The First photo of Mercury
The Mariner 10 spacecraft was launched in 1974. The spacecraft took images of Venus in February 1974 on the way to three encounters with Mercury in March and September 1974 and March 1975. The spacecraft took more than 7,000 images of Mercury, Venus, the Earth and the Moon during its mission.
The Mariner 10 Mission was managed by the Jet Propulsion Laboratory for NASA’s Office of Space Science in Washington, D.C.
The First photo of Venus
On Feb. 5, 1974, NASA’s Mariner 10 mission took this first close-up photo of Venus.
The photo was created using an ultraviolet filter in its imaging system to bring out the gloomy atmosphere of Venus as it would be seen by the human eye.
The First photo of Earth
On March 7, 1947, a year before Sputnik joined the space age, a group of soldiers and scientists in the desert of New Mexico saw in these grainy black-and-white images something new and wonderful – the first pictures of Earth seen from over 100 miles in space.
The First photo of Mars
On July 15, 1965, Mariner 4 transmitted this image of the Martian surface from 7,829 miles away. The photograph shows a 94-mile diameter crater.

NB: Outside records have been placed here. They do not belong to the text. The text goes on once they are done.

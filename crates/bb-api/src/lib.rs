//! BetelBot HTTP service — library crate.
//!
//! Re-exports all modules so the binary (`main.rs`) and `bb-e2e-tests`
//! can build the router and state directly.

pub mod advice;
pub mod config;
pub mod error;
pub mod routes;
pub mod state;
//! Test-only crate. See `tests/` for the end-to-end suites.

The First photo of Jupiter
On Feb. 15, 1973, Pioneer 10 was the first spacecraft to pass through the asteroid belt Pioneer 10 ultimately became the first spacecraft to make direct observations and take close-up pictures of Jupiter.
The First photo of saturn
On 5 April 1973. Pioneer 11’s journey through the outer rings of Saturn took it within 21,000 km from the planet, finding two new moons (nearly smacking into one of them in September 1979) and a new “F” ring.
This Pioneer 11 image shows Saturn and his Titan earth. The ring outline and shadow irregularities are later corrected due to technical anomalies in the preliminary data. Pioneer was 2,846,000 km (1,768,422 miles) from Saturn at the time this picture was taken.
First photo of Uranus
On January 24, 1986 voyager 2 take the First photo of uranus from the distance of 81,500 km (50,600 mi)
The astronomer William Herschel discovered Uranus in 1781, although he originally thought that it was either a comet or a star. The origin was universally accepted as a new planet two years later
First photo of Neptune
On August 25, 1989, voyager 2 take the First photo of Neptune from the distance of 4,951 km (3,076 mi)
Neptune is the only planet in our solar system that is not visible to the naked eye and the first predicted by mathematics before its discovery, Over 30 times as far as the Earth from the Sun.